--- Supplied material Enclosed Below ---

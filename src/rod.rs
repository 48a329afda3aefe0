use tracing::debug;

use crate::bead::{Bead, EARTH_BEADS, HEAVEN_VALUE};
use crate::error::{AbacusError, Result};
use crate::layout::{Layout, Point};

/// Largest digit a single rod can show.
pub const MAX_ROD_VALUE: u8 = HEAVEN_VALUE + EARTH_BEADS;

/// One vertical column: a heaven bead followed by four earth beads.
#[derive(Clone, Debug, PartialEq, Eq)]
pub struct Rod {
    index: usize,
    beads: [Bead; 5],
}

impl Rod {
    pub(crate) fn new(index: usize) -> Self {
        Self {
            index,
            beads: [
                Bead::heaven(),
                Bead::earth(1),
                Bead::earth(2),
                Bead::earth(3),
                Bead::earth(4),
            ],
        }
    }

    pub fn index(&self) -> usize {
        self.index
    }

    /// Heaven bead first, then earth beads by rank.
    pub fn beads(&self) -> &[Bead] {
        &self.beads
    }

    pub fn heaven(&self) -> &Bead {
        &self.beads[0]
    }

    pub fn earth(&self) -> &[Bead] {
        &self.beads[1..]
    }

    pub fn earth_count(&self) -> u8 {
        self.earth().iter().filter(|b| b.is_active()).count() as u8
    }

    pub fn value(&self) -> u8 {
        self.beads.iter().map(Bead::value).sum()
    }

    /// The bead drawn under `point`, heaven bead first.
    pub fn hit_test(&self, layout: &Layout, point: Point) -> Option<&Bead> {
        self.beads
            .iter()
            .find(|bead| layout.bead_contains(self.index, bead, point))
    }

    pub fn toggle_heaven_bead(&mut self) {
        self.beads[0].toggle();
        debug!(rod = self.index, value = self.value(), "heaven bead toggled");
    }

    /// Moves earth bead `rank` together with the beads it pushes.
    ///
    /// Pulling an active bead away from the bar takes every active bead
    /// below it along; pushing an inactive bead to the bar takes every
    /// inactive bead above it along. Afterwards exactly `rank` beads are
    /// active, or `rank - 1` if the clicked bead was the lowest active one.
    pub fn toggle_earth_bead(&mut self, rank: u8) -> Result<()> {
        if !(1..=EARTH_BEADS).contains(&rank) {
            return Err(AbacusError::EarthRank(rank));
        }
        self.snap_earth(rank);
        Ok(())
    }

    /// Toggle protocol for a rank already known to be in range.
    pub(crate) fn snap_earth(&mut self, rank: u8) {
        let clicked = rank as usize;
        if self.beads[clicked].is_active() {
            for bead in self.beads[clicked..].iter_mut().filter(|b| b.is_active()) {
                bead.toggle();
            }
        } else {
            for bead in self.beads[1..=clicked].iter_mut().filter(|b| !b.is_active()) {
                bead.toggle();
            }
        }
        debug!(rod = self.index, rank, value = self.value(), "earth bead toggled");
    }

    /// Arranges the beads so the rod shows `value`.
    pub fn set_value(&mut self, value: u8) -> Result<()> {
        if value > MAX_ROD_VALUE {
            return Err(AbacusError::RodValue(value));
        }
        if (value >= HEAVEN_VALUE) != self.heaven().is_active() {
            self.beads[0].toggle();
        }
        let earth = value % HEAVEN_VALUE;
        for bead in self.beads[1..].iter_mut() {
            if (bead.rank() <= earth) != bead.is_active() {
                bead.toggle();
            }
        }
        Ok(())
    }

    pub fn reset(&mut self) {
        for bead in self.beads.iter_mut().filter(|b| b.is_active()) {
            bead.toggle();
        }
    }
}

--- End of Enclosed Supplied material ---

→ Description of the task
In the entries above, find each line containing the string "usize" and copy it.

→ Solution for this problem
    index: usize,
    pub(crate) fn new(index: usize) -> Self {
    pub fn index(&self) -> usize {
        let clicked = rank as usize;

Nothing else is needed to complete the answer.